- [Problem to work on] Below this line is the material. Write out only its lines from the one containing "the page metadata." through the one containing "let env = DefaultEnv::new();", both kept, exactly.

START Dataset records

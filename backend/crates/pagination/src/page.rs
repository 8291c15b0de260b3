//! Page envelope returned to clients.

use serde::{Serialize, Serializer};

use crate::{PageLinks, PageWindow};

/// Items of one page together with its navigation metadata.
///
/// Serialises as a camelCase envelope:
///
/// ```json
/// {
///   "items": [],
///   "number": 1,
///   "numPages": 1,
///   "count": 0,
///   "perPage": 5,
///   "hasNext": false,
///   "hasPrevious": false,
///   "nextPage": null,
///   "previousPage": null,
///   "startIndex": 0,
///   "endIndex": 0,
///   "links": { "previous": null, "next": null }
/// }
/// ```
#[derive(Debug, Clone, PartialEq, Eq)]
pub struct Page<T> {
    items: Vec<T>,
    window: PageWindow,
    links: PageLinks,
}

impl<T> Page<T> {
    /// Wrap the items loaded for `window`.
    #[must_use]
    pub const fn new(items: Vec<T>, window: PageWindow) -> Self {
        Self {
            items,
            window,
            links: PageLinks::none(),
        }
    }

    /// Attach navigation links.
    #[must_use]
    pub fn with_links(mut self, links: PageLinks) -> Self {
        self.links = links;
        self
    }

    /// Items on this page, in listing order.
    #[must_use]
    pub fn items(&self) -> &[T] {
        &self.items
    }

    /// Consume the page, returning its items.
    #[must_use]
    pub fn into_items(self) -> Vec<T> {
        self.items
    }

    /// Window the page was loaded for.
    #[must_use]
    pub const fn window(&self) -> &PageWindow {
        &self.window
    }

    /// Navigation links for neighbouring pages.
    #[must_use]
    pub const fn links(&self) -> &PageLinks {
        &self.links
    }

    /// Transform every item while keeping the page metadata.
    #[must_use]
    pub fn map<U>(self, f: impl FnMut(T) -> U) -> Page<U> {
        Page {
            items: self.items.into_iter().map(f).collect(),
            window: self.window,
            links: self.links,
        }
    }
}

#[derive(Serialize)]
#[serde(rename_all = "camelCase")]
struct Envelope<'a, T> {
    items: &'a [T],
    number: usize,
    num_pages: usize,
    count: usize,
    per_page: usize,
    has_next: bool,
    has_previous: bool,
    next_page: Option<usize>,
    previous_page: Option<usize>,
    start_index: usize,
    end_index: usize,
    links: &'a PageLinks,
}

impl<T: Serialize> Serialize for Page<T> {
    fn serialize<S: Serializer>(&self, serializer: S) -> Result<S::Ok, S::Error> {
        let window = &self.window;
        Envelope {
            items: &self.items,
            number: window.number(),
            num_pages: window.num_pages(),
            count: window.count(),
            per_page: window.per_page(),
            has_next: window.has_next(),
            has_previous: window.has_previous(),
            next_page: window.next_page_number(),
            previous_page: window.previous_page_number(),
            start_index: window.start_index(),
            end_index: window.end_index(),
            links: &self.links,
        }
        .serialize(serializer)
    }
}
//! Blog server entry-point.

mod server;

use actix_web::web;
use color_eyre::eyre::{Result, WrapErr};
use mockable::DefaultEnv;
use ortho_config::OrthoConfig;
use tracing::{info, warn};
use tracing_subscriber::{EnvFilter, fmt};

use blog::inbound::http::health::HealthState;
use blog::inbound::http::session_config::{
    BuildMode, key_fingerprint, session_settings_from_env,
};
use blog::outbound::persistence::{DbPool, PoolConfig, run_pending_migrations};
use blog::settings::BlogSettings;
use server::{ServerConfig, create_server};

#[actix_web::main]
async fn main() -> Result<()> {
    color_eyre::install()?;
    if let Err(e) = fmt()
        .with_env_filter(EnvFilter::from_default_env())
        .json()
        .try_init()
    {
        warn!(error = %e, "tracing init failed");
    }

    let settings = BlogSettings::load_from_iter(std::env::args_os())
        .wrap_err("failed to load settings")?;
    let env = DefaultEnv::new();
    let session = session_settings_from_env(&env, BuildMode::from_debug_assertions())
        .wrap_err("invalid session configuration")?;
    info!(fingerprint = %key_fingerprint(&session.key), "session key loaded");

    let db_pool = connect_database(&settings).await?;

    let config = ServerConfig::new(
        session.key,
        session.cookie_secure,
        session.same_site,
        settings.bind_addr(),
        settings.media_root().to_path_buf(),
    )
    .with_db_pool(db_pool)
    .with_redis_url(settings.redis_url.clone());
    #[cfg(feature = "metrics")]
    let config = config.with_metrics(Some(server::prometheus()?));

    let health_state = web::Data::new(HealthState::new());
    let server = create_server(health_state, config).await?;
    info!(addr = %settings.bind_addr(), "listening");
    server.await?;
    Ok(())
}

async fn connect_database(settings: &BlogSettings) -> Result<Option<DbPool>> {
    let Some(url) = settings.database_url.as_deref() else {
        return Ok(None);
    };
    if settings.run_migrations() {
        let applied = run_pending_migrations(url)
            .await
            .wrap_err("failed to apply migrations")?;
        info!(applied, "database migrations applied");
    }
    let pool = DbPool::new(PoolConfig::new(url).with_max_size(settings.db_max_connections()))
        .await
        .wrap_err("failed to build database pool")?;
    Ok(Some(pool))
}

END Dataset records

- [Response area]
    /// Transform every item while keeping the page metadata.
    #[must_use]
    pub fn map<U>(self, f: impl FnMut(T) -> U) -> Page<U> {
        Page {
            items: self.items.into_iter().map(f).collect(),
            window: self.window,
            links: self.links,
        }
    }
}

#[derive(Serialize)]
#[serde(rename_all = "camelCase")]
struct Envelope<'a, T> {
    items: &'a [T],
    number: usize,
    num_pages: usize,
    count: usize,
    per_page: usize,
    has_next: bool,
    has_previous: bool,
    next_page: Option<usize>,
    previous_page: Option<usize>,
    start_index: usize,
    end_index: usize,
    links: &'a PageLinks,
}

impl<T: Serialize> Serialize for Page<T> {
    fn serialize<S: Serializer>(&self, serializer: S) -> Result<S::Ok, S::Error> {
        let window = &self.window;
        Envelope {
            items: &self.items,
            number: window.number(),
            num_pages: window.num_pages(),
            count: window.count(),
            per_page: window.per_page(),
            has_next: window.has_next(),
            has_previous: window.has_previous(),
            next_page: window.next_page_number(),
            previous_page: window.previous_page_number(),
            start_index: window.start_index(),
            end_index: window.end_index(),
            links: &self.links,
        }
        .serialize(serializer)
    }
}
//! Blog server entry-point.

mod server;

use actix_web::web;
use color_eyre::eyre::{Result, WrapErr};
use mockable::DefaultEnv;
use ortho_config::OrthoConfig;
use tracing::{info, warn};
use tracing_subscriber::{EnvFilter, fmt};

use blog::inbound::http::health::HealthState;
use blog::inbound::http::session_config::{
    BuildMode, key_fingerprint, session_settings_from_env,
};
use blog::outbound::persistence::{DbPool, PoolConfig, run_pending_migrations};
use blog::settings::BlogSettings;
use server::{ServerConfig, create_server};

#[actix_web::main]
async fn main() -> Result<()> {
    color_eyre::install()?;
    if let Err(e) = fmt()
        .with_env_filter(EnvFilter::from_default_env())
        .json()
        .try_init()
    {
        warn!(error = %e, "tracing init failed");
    }

    let settings = BlogSettings::load_from_iter(std::env::args_os())
        .wrap_err("failed to load settings")?;
    let env = DefaultEnv::new();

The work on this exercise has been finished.